===== RECORDS FOR THIS EXERCISE =====

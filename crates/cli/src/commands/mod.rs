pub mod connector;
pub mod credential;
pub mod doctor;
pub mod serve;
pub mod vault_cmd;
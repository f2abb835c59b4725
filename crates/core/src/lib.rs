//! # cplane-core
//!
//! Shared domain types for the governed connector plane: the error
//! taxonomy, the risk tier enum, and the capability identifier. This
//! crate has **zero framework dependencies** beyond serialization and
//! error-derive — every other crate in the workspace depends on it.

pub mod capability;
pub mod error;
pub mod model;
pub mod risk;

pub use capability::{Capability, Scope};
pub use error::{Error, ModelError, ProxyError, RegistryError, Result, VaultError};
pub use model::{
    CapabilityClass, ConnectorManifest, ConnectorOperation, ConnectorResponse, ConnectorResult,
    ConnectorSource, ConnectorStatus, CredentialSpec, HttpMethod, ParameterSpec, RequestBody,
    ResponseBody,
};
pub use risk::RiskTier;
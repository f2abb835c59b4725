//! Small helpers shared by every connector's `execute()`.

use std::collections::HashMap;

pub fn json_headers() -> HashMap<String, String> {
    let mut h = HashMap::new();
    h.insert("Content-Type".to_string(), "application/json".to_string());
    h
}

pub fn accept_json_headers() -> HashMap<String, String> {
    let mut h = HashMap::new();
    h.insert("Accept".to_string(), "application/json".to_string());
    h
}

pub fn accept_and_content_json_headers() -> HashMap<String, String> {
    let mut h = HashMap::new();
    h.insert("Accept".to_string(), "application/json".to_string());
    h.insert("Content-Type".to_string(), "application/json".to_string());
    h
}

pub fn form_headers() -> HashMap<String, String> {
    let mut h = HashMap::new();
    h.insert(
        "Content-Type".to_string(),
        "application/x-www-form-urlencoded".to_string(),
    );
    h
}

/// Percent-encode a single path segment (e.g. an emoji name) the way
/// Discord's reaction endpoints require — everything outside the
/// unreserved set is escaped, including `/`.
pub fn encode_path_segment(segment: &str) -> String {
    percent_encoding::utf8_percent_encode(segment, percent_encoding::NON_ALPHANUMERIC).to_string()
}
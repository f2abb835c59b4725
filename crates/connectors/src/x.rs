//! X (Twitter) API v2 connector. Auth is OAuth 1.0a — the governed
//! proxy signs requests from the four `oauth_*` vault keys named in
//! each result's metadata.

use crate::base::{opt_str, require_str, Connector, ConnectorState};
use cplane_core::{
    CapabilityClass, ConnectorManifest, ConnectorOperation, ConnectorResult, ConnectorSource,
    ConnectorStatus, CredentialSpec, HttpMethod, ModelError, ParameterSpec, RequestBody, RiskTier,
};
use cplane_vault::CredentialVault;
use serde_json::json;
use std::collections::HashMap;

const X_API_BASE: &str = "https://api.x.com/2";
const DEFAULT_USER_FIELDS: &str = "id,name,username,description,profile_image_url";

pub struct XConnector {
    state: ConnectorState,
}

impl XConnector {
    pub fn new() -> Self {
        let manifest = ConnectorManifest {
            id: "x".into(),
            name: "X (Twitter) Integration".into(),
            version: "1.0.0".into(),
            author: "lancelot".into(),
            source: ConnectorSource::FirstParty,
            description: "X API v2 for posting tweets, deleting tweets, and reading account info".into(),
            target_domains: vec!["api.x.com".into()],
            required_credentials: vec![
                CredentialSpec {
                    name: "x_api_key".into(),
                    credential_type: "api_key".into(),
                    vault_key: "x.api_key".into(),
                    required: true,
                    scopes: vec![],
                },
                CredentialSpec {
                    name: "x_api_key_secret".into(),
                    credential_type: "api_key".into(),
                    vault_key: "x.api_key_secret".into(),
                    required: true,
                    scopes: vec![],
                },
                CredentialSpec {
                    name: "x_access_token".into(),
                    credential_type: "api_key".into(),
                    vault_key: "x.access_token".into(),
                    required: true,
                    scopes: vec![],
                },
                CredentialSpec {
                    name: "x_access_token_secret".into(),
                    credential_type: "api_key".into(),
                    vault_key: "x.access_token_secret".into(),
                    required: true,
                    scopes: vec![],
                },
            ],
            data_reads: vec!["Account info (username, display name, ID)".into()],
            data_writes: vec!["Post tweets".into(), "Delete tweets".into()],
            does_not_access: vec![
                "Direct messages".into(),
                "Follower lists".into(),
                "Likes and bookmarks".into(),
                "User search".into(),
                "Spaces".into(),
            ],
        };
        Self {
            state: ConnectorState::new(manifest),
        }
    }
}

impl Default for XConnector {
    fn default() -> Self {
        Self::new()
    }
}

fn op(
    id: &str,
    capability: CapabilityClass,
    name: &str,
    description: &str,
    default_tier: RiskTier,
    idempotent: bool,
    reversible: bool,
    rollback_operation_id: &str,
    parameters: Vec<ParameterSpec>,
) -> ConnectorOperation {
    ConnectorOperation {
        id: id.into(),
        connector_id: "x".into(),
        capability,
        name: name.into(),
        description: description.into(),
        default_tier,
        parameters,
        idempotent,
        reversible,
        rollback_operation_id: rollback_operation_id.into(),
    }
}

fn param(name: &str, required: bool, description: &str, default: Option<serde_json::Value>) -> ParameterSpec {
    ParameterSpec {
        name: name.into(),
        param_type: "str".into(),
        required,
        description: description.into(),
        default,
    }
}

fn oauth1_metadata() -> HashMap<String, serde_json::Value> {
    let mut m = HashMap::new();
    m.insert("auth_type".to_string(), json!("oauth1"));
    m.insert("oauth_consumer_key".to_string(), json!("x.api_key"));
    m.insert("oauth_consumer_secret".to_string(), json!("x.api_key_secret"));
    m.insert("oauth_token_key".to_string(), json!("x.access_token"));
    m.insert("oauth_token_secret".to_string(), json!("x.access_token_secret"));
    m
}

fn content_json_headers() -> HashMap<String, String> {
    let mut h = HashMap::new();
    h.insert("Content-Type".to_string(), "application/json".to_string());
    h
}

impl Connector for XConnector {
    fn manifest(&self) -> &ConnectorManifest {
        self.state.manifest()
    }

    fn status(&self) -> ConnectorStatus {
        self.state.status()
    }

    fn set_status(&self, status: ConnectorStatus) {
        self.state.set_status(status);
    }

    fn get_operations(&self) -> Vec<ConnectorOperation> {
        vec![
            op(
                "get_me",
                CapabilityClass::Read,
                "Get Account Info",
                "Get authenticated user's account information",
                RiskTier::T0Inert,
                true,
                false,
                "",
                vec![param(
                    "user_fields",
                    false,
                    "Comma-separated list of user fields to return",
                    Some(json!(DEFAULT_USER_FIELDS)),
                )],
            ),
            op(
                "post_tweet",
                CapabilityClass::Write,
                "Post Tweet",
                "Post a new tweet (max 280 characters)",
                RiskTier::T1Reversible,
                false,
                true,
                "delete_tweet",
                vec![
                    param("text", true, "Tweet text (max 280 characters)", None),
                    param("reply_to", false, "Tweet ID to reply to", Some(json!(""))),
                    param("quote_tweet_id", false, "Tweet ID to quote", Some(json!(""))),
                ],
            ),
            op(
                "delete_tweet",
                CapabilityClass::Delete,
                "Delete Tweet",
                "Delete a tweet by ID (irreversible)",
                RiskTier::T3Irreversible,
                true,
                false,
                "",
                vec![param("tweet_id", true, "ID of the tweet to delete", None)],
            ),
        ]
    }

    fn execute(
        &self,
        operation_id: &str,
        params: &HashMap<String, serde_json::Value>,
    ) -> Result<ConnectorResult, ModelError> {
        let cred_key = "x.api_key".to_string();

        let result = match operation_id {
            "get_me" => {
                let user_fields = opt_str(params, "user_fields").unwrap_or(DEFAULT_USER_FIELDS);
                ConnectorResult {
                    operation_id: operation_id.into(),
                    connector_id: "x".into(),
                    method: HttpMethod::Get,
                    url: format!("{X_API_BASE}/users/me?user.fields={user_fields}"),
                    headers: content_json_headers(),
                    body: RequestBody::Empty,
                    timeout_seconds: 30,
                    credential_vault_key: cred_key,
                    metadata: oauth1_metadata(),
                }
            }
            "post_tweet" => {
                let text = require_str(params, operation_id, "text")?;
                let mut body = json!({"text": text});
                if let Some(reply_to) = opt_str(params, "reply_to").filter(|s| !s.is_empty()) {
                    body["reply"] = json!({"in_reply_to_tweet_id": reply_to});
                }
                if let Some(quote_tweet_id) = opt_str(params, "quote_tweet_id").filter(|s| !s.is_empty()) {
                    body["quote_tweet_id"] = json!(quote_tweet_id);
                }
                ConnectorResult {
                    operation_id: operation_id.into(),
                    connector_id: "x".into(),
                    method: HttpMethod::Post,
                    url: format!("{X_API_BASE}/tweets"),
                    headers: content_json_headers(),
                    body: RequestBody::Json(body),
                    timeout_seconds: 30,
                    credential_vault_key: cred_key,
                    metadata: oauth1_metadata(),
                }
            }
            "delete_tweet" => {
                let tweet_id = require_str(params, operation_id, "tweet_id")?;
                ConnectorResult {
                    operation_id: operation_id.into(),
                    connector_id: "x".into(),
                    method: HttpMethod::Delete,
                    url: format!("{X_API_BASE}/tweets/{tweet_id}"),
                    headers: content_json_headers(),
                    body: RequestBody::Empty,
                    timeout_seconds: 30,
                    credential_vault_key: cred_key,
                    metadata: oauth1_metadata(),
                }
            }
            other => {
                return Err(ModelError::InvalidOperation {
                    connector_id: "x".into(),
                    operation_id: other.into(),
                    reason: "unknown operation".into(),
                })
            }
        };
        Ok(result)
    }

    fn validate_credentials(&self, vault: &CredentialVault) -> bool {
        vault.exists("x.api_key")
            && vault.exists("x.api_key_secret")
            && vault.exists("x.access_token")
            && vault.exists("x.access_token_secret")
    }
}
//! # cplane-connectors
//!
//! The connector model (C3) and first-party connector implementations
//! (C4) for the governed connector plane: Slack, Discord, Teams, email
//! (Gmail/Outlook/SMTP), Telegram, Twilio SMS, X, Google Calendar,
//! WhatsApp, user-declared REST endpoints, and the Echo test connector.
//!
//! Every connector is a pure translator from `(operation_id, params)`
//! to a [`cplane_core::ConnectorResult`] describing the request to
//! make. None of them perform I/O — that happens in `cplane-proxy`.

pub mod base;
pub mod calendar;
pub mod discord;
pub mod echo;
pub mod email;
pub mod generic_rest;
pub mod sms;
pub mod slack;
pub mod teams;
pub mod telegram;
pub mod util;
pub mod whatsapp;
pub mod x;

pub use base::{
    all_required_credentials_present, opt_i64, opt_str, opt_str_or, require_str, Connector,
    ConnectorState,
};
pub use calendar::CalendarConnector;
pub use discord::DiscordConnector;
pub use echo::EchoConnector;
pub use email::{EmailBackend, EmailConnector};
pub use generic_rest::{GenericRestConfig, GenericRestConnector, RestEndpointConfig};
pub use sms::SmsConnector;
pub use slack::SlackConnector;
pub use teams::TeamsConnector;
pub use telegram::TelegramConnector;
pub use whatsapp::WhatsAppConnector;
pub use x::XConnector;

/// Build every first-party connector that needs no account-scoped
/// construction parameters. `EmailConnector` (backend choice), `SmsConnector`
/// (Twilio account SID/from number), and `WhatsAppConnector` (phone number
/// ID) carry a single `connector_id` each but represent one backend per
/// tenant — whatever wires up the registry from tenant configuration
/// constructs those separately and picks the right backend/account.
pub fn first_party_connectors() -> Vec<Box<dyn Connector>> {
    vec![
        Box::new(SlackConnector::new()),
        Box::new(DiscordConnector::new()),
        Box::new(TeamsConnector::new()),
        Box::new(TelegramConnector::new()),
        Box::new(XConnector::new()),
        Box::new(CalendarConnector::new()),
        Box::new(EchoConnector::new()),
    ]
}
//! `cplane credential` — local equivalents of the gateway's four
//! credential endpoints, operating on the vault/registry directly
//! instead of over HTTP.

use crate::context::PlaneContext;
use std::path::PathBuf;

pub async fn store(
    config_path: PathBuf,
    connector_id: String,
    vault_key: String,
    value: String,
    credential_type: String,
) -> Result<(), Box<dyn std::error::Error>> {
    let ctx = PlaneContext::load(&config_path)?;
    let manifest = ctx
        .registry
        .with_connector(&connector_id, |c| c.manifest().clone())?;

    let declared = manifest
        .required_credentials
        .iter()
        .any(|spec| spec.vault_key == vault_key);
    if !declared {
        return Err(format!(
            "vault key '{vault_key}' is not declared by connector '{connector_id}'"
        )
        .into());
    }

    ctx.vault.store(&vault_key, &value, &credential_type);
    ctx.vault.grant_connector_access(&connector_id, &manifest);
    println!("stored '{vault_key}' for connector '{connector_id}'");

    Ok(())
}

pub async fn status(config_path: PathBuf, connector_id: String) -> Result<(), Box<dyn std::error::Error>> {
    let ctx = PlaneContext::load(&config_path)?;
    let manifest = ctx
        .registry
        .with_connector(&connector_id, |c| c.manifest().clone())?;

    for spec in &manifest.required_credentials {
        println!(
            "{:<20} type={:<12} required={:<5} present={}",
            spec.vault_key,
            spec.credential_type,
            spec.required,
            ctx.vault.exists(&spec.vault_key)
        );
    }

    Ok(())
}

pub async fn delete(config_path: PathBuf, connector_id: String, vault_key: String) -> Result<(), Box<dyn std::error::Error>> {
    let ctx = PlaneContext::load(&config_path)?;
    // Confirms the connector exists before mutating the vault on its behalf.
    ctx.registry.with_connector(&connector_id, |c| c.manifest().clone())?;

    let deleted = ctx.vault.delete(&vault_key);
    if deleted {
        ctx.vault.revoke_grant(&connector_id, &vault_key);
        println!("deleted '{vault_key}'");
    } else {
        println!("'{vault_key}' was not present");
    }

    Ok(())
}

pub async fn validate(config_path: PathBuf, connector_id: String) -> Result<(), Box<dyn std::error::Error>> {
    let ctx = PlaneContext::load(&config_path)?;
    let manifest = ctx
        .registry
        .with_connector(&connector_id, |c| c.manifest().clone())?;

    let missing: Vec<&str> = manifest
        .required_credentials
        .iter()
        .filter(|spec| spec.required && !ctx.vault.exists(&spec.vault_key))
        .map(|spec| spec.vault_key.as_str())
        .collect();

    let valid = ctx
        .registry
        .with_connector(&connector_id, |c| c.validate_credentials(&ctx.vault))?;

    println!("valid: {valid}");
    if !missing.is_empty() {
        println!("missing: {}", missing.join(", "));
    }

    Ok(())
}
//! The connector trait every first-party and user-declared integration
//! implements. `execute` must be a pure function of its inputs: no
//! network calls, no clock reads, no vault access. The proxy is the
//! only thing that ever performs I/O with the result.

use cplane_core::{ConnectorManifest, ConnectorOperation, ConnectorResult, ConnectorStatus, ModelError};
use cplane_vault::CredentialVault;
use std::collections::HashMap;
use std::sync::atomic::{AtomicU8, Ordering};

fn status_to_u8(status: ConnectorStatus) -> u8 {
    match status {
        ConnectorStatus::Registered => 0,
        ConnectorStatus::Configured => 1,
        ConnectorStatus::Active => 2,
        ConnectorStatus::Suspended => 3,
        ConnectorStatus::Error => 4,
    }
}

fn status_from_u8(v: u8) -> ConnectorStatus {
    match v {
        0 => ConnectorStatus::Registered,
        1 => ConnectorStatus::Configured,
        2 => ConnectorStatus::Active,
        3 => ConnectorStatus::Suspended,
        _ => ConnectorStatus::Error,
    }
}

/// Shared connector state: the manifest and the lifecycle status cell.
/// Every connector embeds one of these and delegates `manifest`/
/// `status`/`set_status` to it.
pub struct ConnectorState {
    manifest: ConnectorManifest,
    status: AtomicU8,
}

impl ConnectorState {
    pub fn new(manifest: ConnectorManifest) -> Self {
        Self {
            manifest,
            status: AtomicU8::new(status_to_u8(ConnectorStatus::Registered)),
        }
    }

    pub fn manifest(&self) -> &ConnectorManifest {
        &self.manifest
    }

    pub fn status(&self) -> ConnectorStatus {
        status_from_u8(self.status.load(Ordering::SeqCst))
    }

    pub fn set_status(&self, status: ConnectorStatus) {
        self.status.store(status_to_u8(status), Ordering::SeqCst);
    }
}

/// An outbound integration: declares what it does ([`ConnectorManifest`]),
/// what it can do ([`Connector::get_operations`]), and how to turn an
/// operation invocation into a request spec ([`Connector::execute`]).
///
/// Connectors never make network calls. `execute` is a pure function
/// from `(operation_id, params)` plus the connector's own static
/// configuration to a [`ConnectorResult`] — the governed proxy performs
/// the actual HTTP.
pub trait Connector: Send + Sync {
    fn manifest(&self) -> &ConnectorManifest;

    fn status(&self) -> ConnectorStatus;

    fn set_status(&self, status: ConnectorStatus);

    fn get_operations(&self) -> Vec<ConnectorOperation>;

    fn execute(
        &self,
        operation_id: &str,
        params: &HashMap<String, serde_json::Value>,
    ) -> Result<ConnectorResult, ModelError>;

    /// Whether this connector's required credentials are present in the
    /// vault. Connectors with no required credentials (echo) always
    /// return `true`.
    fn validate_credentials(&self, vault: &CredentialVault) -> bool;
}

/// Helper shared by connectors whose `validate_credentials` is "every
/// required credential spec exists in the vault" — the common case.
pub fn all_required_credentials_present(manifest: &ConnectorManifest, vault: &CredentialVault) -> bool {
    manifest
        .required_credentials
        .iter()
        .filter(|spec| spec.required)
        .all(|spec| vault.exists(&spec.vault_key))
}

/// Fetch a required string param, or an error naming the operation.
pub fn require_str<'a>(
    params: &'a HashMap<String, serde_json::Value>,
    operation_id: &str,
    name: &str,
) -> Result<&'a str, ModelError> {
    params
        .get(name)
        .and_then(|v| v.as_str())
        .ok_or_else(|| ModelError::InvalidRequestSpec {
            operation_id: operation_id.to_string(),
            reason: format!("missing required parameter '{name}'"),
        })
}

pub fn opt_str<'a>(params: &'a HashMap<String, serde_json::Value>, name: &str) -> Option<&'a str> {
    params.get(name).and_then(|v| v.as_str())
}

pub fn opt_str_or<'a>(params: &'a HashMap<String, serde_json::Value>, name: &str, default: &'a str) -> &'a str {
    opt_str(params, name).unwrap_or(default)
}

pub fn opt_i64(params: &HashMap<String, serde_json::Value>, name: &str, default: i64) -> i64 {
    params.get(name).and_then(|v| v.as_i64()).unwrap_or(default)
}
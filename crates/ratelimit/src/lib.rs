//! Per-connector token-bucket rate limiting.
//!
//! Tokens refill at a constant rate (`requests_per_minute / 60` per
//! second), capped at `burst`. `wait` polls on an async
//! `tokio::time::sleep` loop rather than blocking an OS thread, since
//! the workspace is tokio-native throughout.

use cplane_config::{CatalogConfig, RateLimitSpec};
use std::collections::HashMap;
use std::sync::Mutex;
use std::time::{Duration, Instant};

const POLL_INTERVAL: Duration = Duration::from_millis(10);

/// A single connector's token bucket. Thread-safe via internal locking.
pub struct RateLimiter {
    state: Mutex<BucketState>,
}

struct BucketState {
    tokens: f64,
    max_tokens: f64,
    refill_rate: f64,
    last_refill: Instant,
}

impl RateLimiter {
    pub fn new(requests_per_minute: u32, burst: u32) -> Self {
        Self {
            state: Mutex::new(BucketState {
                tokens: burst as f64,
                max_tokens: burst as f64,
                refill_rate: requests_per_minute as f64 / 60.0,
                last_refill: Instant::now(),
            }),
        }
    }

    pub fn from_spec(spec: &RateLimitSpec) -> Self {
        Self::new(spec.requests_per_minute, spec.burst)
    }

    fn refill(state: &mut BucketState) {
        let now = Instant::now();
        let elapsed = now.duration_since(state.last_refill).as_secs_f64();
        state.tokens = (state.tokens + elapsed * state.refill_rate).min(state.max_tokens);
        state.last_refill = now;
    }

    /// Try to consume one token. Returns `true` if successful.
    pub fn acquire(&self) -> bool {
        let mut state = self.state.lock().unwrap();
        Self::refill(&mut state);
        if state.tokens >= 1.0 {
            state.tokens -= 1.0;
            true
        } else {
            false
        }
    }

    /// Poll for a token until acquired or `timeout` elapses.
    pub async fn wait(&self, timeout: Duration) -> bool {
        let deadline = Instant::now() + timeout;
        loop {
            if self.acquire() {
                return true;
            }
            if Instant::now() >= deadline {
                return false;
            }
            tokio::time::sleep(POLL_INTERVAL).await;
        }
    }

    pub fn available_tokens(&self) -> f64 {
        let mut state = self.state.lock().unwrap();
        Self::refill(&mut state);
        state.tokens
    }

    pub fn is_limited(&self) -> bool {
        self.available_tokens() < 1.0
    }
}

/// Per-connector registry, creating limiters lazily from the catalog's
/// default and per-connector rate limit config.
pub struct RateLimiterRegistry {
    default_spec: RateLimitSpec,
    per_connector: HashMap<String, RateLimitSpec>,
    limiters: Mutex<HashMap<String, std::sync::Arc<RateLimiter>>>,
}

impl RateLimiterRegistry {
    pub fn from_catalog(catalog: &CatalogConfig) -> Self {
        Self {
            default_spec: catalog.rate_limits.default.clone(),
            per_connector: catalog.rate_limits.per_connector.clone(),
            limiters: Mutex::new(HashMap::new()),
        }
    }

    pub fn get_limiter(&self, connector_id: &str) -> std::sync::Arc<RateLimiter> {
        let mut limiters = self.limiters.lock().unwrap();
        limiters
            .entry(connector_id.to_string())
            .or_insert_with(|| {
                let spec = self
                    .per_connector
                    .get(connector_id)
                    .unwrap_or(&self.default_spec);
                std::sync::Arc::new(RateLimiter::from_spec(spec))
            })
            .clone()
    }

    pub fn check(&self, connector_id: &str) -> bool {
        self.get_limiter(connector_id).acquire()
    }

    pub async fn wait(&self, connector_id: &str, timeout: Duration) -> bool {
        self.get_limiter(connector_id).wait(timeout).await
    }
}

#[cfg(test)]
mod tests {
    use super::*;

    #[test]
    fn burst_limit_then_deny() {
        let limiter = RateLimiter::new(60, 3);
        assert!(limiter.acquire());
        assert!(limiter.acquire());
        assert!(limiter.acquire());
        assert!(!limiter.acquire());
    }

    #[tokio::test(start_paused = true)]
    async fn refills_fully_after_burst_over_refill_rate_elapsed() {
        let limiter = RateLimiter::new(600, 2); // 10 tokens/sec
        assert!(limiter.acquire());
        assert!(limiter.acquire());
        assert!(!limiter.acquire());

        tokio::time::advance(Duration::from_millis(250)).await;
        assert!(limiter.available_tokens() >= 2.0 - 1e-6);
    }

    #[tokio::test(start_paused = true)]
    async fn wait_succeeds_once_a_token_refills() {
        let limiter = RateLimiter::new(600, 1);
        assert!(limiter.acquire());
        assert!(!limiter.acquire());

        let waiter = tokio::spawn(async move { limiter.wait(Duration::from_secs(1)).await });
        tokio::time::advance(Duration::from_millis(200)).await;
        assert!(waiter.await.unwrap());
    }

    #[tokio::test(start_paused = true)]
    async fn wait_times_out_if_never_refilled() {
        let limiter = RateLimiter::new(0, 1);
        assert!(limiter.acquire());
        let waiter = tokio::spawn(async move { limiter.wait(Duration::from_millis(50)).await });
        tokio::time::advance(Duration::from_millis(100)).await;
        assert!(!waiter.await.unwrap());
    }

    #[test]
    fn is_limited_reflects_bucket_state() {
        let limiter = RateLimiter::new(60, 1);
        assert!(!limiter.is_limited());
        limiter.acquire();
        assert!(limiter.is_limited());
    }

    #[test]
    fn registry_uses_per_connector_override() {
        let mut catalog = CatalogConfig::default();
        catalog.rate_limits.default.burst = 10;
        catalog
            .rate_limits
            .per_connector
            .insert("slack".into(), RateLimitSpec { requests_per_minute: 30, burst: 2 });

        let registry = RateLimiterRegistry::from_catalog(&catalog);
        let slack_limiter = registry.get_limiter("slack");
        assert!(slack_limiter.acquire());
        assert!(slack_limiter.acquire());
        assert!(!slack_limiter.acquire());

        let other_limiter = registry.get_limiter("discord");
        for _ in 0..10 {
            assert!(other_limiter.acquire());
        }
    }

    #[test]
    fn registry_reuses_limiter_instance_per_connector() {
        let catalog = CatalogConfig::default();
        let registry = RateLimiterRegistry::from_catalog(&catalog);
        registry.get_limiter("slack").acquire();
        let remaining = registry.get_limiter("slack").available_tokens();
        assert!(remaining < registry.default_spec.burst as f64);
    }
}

=====

- _TASK ITEM_: Restate exactly the records above from their first line through the line that holds "unreserved set is", please, including both and leaving out all others.

- _WRITTEN RESPONSE_:
filename crates/cli/src/commands/mod.rs
pub mod connector;
pub mod credential;
pub mod doctor;
pub mod serve;
pub mod vault_cmd;
repository f2abb835c59b4725
filename crates/core/src/lib.rs
//! # cplane-core
//!
//! Shared domain types for the governed connector plane: the error
//! taxonomy, the risk tier enum, and the capability identifier. This
//! crate has **zero framework dependencies** beyond serialization and
//! error-derive — every other crate in the workspace depends on it.

pub mod capability;
pub mod error;
pub mod model;
pub mod risk;

pub use capability::{Capability, Scope};
pub use error::{Error, ModelError, ProxyError, RegistryError, Result, VaultError};
pub use model::{
    CapabilityClass, ConnectorManifest, ConnectorOperation, ConnectorResponse, ConnectorResult,
    ConnectorSource, ConnectorStatus, CredentialSpec, HttpMethod, ParameterSpec, RequestBody,
    ResponseBody,
};
pub use risk::RiskTier;
repository f2abb835c59b4725
//! Small helpers shared by every connector's `execute()`.

use std::collections::HashMap;

pub fn json_headers() -> HashMap<String, String> {
    let mut h = HashMap::new();
    h.insert("Content-Type".to_string(), "application/json".to_string());
    h
}

pub fn accept_json_headers() -> HashMap<String, String> {
    let mut h = HashMap::new();
    h.insert("Accept".to_string(), "application/json".to_string());
    h
}

pub fn accept_and_content_json_headers() -> HashMap<String, String> {
    let mut h = HashMap::new();
    h.insert("Accept".to_string(), "application/json".to_string());
    h.insert("Content-Type".to_string(), "application/json".to_string());
    h
}

pub fn form_headers() -> HashMap<String, String> {
    let mut h = HashMap::new();
    h.insert(
        "Content-Type".to_string(),
        "application/x-www-form-urlencoded".to_string(),
    );
    h
}

/// Percent-encode a single path segment (e.g. an emoji name) the way
/// Discord's reaction endpoints require — everything outside the
/// unreserved set is escaped, including `/`.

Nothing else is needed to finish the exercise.